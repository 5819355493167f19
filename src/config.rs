//! Configuration Resolution
//!
//! Resolves the token, API endpoint and default project from the environment.
//! Each setting has an ordered list of sources: variables set by the operator
//! come first, then those injected by the GitLab runner, then a default.

use crate::env::{first_present, Environment};
use crate::error::{Result, VarsError};
use crate::gitlab::auth::{Credential, TokenKind};
use url::Url;

pub const DEFAULT_API_URL: &str = "https://gitlab.com/api/v4";

pub const ENV_CUSTOM_TOKEN: &str = "GITLAB_VARS_PERSONAL_TOKEN";
pub const ENV_LEGACY_TOKEN: &str = "GITLAB_TOKEN";
pub const ENV_JOB_TOKEN: &str = "CI_JOB_TOKEN";

pub const ENV_CUSTOM_API_URL: &str = "GITLAB_VARS_API_URL";
pub const ENV_LEGACY_API_URL: &str = "GITLAB_URL_API";
pub const ENV_CI_API_URL: &str = "CI_API_V4_URL";

pub const ENV_CUSTOM_PROJECT_ID: &str = "GITLAB_VARS_PROJECT_ID";
pub const ENV_CI_PROJECT_ID: &str = "CI_PROJECT_ID";

/// Token sources, highest precedence first
const TOKEN_SOURCES: &[(&str, TokenKind)] = &[
    (ENV_CUSTOM_TOKEN, TokenKind::Personal),
    (ENV_LEGACY_TOKEN, TokenKind::Personal),
    (ENV_JOB_TOKEN, TokenKind::Job),
];

const API_URL_SOURCES: &[&str] = &[ENV_CUSTOM_API_URL, ENV_LEGACY_API_URL, ENV_CI_API_URL];

const PROJECT_SOURCES: &[&str] = &[ENV_CUSTOM_PROJECT_ID, ENV_CI_PROJECT_ID];

/// Human-readable list of the token variables, used in the "not found" error
pub(crate) fn token_sources_display() -> String {
    let names: Vec<&str> = TOKEN_SOURCES.iter().map(|(name, _)| *name).collect();
    match names.split_last() {
        Some((last, [])) => last.to_string(),
        Some((last, rest)) => format!("{} or {}", rest.join(", "), last),
        None => String::new(),
    }
}

/// Resolved configuration for one invocation
#[derive(Debug, Clone)]
pub struct Config {
    pub credential: Credential,
    /// Variable the token was read from
    pub token_source: &'static str,
    pub api_url: Url,
    pub default_project: Option<String>,
}

impl Config {
    /// Resolve configuration from the environment.
    ///
    /// Fails when no token is set or the endpoint is not a valid URL. A missing
    /// project is not an error here; see [`Config::project_for`].
    pub fn resolve<E: Environment + ?Sized>(env: &E) -> Result<Self> {
        let (token_source, credential) = resolve_credential(env)?;
        let api_url = resolve_api_url(env)?;
        let default_project = first_present(env, PROJECT_SOURCES).map(|found| {
            tracing::debug!("Default project from {}", found.source);
            found.value
        });

        tracing::debug!(
            "Using {} from {}, API URL {}",
            credential.header_name(),
            token_source,
            api_url
        );

        Ok(Self {
            credential,
            token_source,
            api_url,
            default_project,
        })
    }

    /// Project to operate on: explicit argument, else the environment default.
    /// An empty project counts as not given.
    pub fn project_for(&self, explicit: Option<&str>) -> Result<String> {
        explicit
            .filter(|p| !p.is_empty())
            .map(str::to_string)
            .or_else(|| self.default_project.clone())
            .ok_or(VarsError::MissingProject)
    }

    /// Diagnostic block printed by `info`
    pub fn info_lines(&self) -> Vec<String> {
        vec![
            format!("TOKEN (masked): {}", self.credential.masked()),
            format!("TOKEN TYPE: {}", self.credential.header_name()),
            format!("TOKEN SOURCE: {}", self.token_source),
            format!("API URL: {}", self.api_url),
            format!(
                "PROJECT: {}",
                self.default_project.as_deref().unwrap_or("(not set)")
            ),
        ]
    }
}

fn resolve_credential<E: Environment + ?Sized>(env: &E) -> Result<(&'static str, Credential)> {
    TOKEN_SOURCES
        .iter()
        .find_map(|&(source, kind)| {
            env.var(source)
                .map(|secret| (source, Credential::new(kind, secret)))
        })
        .ok_or(VarsError::MissingToken)
}

fn resolve_api_url<E: Environment + ?Sized>(env: &E) -> Result<Url> {
    let (source, raw) = match first_present(env, API_URL_SOURCES) {
        Some(found) => (found.source, found.value),
        None => ("default", DEFAULT_API_URL.to_string()),
    };

    let url = Url::parse(raw.trim()).map_err(|e| VarsError::InvalidEndpoint {
        url: raw.clone(),
        reason: e.to_string(),
    })?;

    if url.cannot_be_a_base() {
        return Err(VarsError::InvalidEndpoint {
            url: raw,
            reason: "not a base URL".to_string(),
        });
    }

    tracing::debug!("API URL from {}", source);
    Ok(url)
}
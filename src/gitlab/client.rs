//! GitLab Client
//!
//! Main client for interacting with the GitLab API, combining the resolved
//! configuration and HTTP functionality.

use super::http::{GitlabHttpClient, RawResponse};
use crate::config::Config;
use crate::error::Result;
use std::borrow::Cow;
use std::time::Duration;
use url::Url;

/// Main GitLab client
#[derive(Clone)]
pub struct GitlabClient {
    pub config: Config,
    pub http: GitlabHttpClient,
}

impl GitlabClient {
    /// Create a new client for a resolved configuration
    pub fn new(config: Config, timeout: Option<Duration>) -> Result<Self> {
        let http = GitlabHttpClient::new(timeout)?;
        Ok(Self { config, http })
    }

    /// Make a GET request with the configured token
    pub async fn get(&self, url: &Url) -> Result<RawResponse> {
        self.http.get(url.as_str(), &self.config.credential).await
    }

    /// Make a form POST request with the configured token
    pub async fn post_form(&self, url: &Url, form: &[(&str, &str)]) -> Result<RawResponse> {
        self.http
            .post_form(url.as_str(), &self.config.credential, form)
            .await
    }

    /// Make a form PUT request with the configured token
    pub async fn put_form(&self, url: &Url, form: &[(&str, &str)]) -> Result<RawResponse> {
        self.http
            .put_form(url.as_str(), &self.config.credential, form)
            .await
    }

    // =========================================================================
    // Project variables API helpers
    // =========================================================================

    /// Build an API URL from path segments
    ///
    /// Segments are percent-encoded individually, so a `group/project` path is
    /// sent as a single `group%2Fproject` segment.
    pub fn api_url(&self, segments: &[&str]) -> Url {
        let mut url = self.config.api_url.clone();
        if let Ok(mut path) = url.path_segments_mut() {
            path.pop_if_empty().extend(segments);
        }
        url
    }

    /// Build the project variables collection URL
    pub fn variables_url(&self, project: &str) -> Url {
        let project = decode_project(project);
        self.api_url(&["projects", project.as_ref(), "variables"])
    }

    /// Build a single project variable URL
    pub fn variable_url(&self, project: &str, key: &str) -> Url {
        let project = decode_project(project);
        self.api_url(&["projects", project.as_ref(), "variables", key])
    }
}

/// Accept project paths both raw (`group/app`) and already URL-encoded
/// (`group%2Fapp`) so the latter is not encoded twice
fn decode_project(project: &str) -> Cow<'_, str> {
    urlencoding::decode(project).unwrap_or(Cow::Borrowed(project))
}

#[cfg(test)]
mod tests {
    use super::*;
    use crate::gitlab::auth::{Credential, TokenKind};

    fn client(api_url: &str) -> GitlabClient {
        let config = Config {
            credential: Credential::new(TokenKind::Personal, "token"),
            token_source: "TEST",
            api_url: Url::parse(api_url).unwrap(),
            default_project: None,
        };
        GitlabClient::new(config, None).unwrap()
    }

    #[test]
    fn test_variable_urls() {
        let client = client("https://gitlab.com/api/v4");
        assert_eq!(
            client.variables_url("42").as_str(),
            "https://gitlab.com/api/v4/projects/42/variables"
        );
        assert_eq!(
            client.variable_url("42", "BUILD_NUMBER").as_str(),
            "https://gitlab.com/api/v4/projects/42/variables/BUILD_NUMBER"
        );
    }

    #[test]
    fn test_trailing_slash_on_base_url() {
        let client = client("https://gitlab.example.com/api/v4/");
        assert_eq!(
            client.variable_url("1", "K").as_str(),
            "https://gitlab.example.com/api/v4/projects/1/variables/K"
        );
    }

    #[test]
    fn test_project_path_is_encoded() {
        let client = client("https://gitlab.com/api/v4");
        assert_eq!(
            client.variable_url("group/sub/app", "K").as_str(),
            "https://gitlab.com/api/v4/projects/group%2Fsub%2Fapp/variables/K"
        );
    }

    #[test]
    fn test_encoded_project_path_is_not_encoded_twice() {
        let client = client("https://gitlab.com/api/v4");
        assert_eq!(
            client.variable_url("group%2Fapp", "K").as_str(),
            "https://gitlab.com/api/v4/projects/group%2Fapp/variables/K"
        );
        assert_eq!(
            client.variables_url("group%2fsub%2Fapp").as_str(),
            "https://gitlab.com/api/v4/projects/group%2Fsub%2Fapp/variables"
        );
        assert_eq!(
            client.variable_url("42", "K").as_str(),
            "https://gitlab.com/api/v4/projects/42/variables/K"
        );
    }
}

Work instruction >> Out of the records above, pick each line that contains the string "async".

Response box >>
    pub async fn get(&self, url: &Url) -> Result<RawResponse> {
    pub async fn post_form(&self, url: &Url, form: &[(&str, &str)]) -> Result<RawResponse> {
    pub async fn put_form(&self, url: &Url, form: &[(&str, &str)]) -> Result<RawResponse> {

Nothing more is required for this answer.